**Try it**
Which lines of the records below contain the word "SocketAddr"? Report each of them in full.

↓↓↓

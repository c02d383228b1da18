//! Address resolution
//!
//! Turns an endpoint's host/port into an ordered list of candidate socket
//! addresses. The listener treats this as a black box, so tests and embedders
//! can substitute their own [`Resolver`].

use std::io;
use std::net::{Ipv4Addr, Ipv6Addr, SocketAddr, ToSocketAddrs};

/// Source of candidate addresses for an endpoint
pub trait Resolver {
    /// Resolve `host:port`. `None` means the wildcard address.
    fn resolve(&self, host: Option<&str>, port: u16) -> io::Result<Vec<SocketAddr>>;
}

/// Resolver backed by the system resolver (`getaddrinfo`)
#[derive(Debug, Default, Clone, Copy)]
pub struct SystemResolver;

impl Resolver for SystemResolver {
    fn resolve(&self, host: Option<&str>, port: u16) -> io::Result<Vec<SocketAddr>> {
        let addrs: Vec<SocketAddr> = match host {
            None => vec![
                SocketAddr::from((Ipv4Addr::UNSPECIFIED, port)),
                SocketAddr::from((Ipv6Addr::UNSPECIFIED, port)),
            ],
            Some(host) => (host, port).to_socket_addrs()?.collect(),
        };
        Ok(dedup_preserving_order(addrs))
    }
}

/// Resolver that always returns a fixed candidate list, ignoring the request
#[derive(Debug, Clone, Default)]
pub struct StaticResolver {
    addrs: Vec<SocketAddr>,
}

impl StaticResolver {
    pub fn new(addrs: Vec<SocketAddr>) -> Self {
        StaticResolver { addrs }
    }
}

impl Resolver for StaticResolver {
    fn resolve(&self, _host: Option<&str>, _port: u16) -> io::Result<Vec<SocketAddr>> {
        Ok(self.addrs.clone())
    }
}

fn dedup_preserving_order(addrs: Vec<SocketAddr>) -> Vec<SocketAddr> {
    let mut out: Vec<SocketAddr> = Vec::with_capacity(addrs.len());
    for addr in addrs {
        if !out.contains(&addr) {
            out.push(addr);
        }
    }
    out
}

↑↑↑

**Answer section**
use std::net::{Ipv4Addr, Ipv6Addr, SocketAddr, ToSocketAddrs};
    fn resolve(&self, host: Option<&str>, port: u16) -> io::Result<Vec<SocketAddr>>;
    fn resolve(&self, host: Option<&str>, port: u16) -> io::Result<Vec<SocketAddr>> {
        let addrs: Vec<SocketAddr> = match host {
                SocketAddr::from((Ipv4Addr::UNSPECIFIED, port)),
                SocketAddr::from((Ipv6Addr::UNSPECIFIED, port)),
    addrs: Vec<SocketAddr>,
    pub fn new(addrs: Vec<SocketAddr>) -> Self {
    fn resolve(&self, _host: Option<&str>, _port: u16) -> io::Result<Vec<SocketAddr>> {
fn dedup_preserving_order(addrs: Vec<SocketAddr>) -> Vec<SocketAddr> {
    let mut out: Vec<SocketAddr> = Vec::with_capacity(addrs.len());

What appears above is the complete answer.